Barack Obama at Howard University:
Those who came before us did not strike a blow against injustice only so that we would let injustice fester in our time. Thurgood Marshall did not argue Brown so that we could accept a country where too many African American men end up in prison because we'd rather spend more to jail a 25-year-old than to educate a 5-year-old. Dr. King did not take us to the mountaintop so that we would allow a terrible storm to ravage those who were stranded in the valley. He did not expect that it would take a breach in the levees to reveal a breach in our compassion; that it would take a hurricane to reveal the hungry God asked us to feed, the sick he asks us to care for, the least of these he asks us to treat as our own.I am certain that nine children did not walk through the doors of a school in Little Rock so that our children would have to see nooses hanging at a school in Louisiana. It's a fitting reminder that the 50th anniversary of Little Rock fell on this week. Because when the doors of that school finally opened, a nation responded. The President sent the United States Army to stand on the side of justice. The Congress passed the Civil Rights Act of 1957. The Department of Justice created a civil rights division and millions of Americans took to the streets in the following months and years so that more children could walk through more doors.

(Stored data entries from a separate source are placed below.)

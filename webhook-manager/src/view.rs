//! Projection of the registry into what the host draws: a list of items
//! and a detail panel for the selected one.

use chrono::{DateTime, Utc};
use serde::Serialize;

use crate::registry::Registry;
use crate::types::{WebhookRecord, WebhookStatus};

#[derive(Debug, Clone, Serialize, PartialEq, Eq)]
pub struct WebhookListItem {
    pub id: String,
    pub name: String,
    pub url: String,
    pub description: String,
    pub created: DateTime<Utc>,
    pub status: WebhookStatus,
    pub selected: bool,
}

#[derive(Debug, Clone, Serialize, PartialEq, Eq)]
#[serde(rename_all = "camelCase")]
pub struct WebhookDetail {
    pub id: String,
    pub name: String,
    pub url: String,
    pub description: String,
    pub created: DateTime<Utc>,
    pub last_tested: Option<DateTime<Utc>>,
    pub status: WebhookStatus,
}

impl From<&WebhookRecord> for WebhookDetail {
    fn from(record: &WebhookRecord) -> Self {
        Self {
            id: record.id.clone(),
            name: record.name.clone(),
            url: record.url.clone(),
            description: record.description.clone(),
            created: record.created,
            last_tested: record.last_tested,
            status: record.status,
        }
    }
}

#[derive(Debug, Clone, Serialize, PartialEq, Eq)]
pub struct WebhookView {
    /// True when the "library is empty" placeholder should show.
    pub empty: bool,
    pub items: Vec<WebhookListItem>,
    pub selected: Option<WebhookDetail>,
}

pub fn render(registry: &Registry) -> WebhookView {
    let selected_id = registry.selected().map(|w| w.id.as_str());
    let items = registry
        .list()
        .iter()
        .map(|w| WebhookListItem {
            id: w.id.clone(),
            name: w.name.clone(),
            url: w.url.clone(),
            description: w.description.clone(),
            created: w.created,
            status: w.status,
            selected: Some(w.id.as_str()) == selected_id,
        })
        .collect::<Vec<_>>();

    WebhookView {
        empty: items.is_empty(),
        items,
        selected: registry.selected().map(WebhookDetail::from),
    }
}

These weren't easy choices to make at the time. President Eisenhower was warned by some that sending the army down to Little Rock would be political suicide. Resistance to civil rights reform was fierce. We know that those who marched for freedom did so at great risk, for themselves and their families--but they did it because they understood that there are some times in our history, there are moments when what's truly risky is not to act. What's truly risky is to let the same injustice remain year after year after year. What's truly risky is to walk away and pretend it never happened. What's truly risky is to accept things as they are, instead of working for what they could be. In a media driven culture that's more obsessed with who's beating who in Washington, or how long Paris Hilton is going to be in jail, these moments are harder to spot. But every so often they do appear. Sometimes it takes a hurricane, sometimes it takes a travesty of justice like the one we've seen in Jena, Louisiana.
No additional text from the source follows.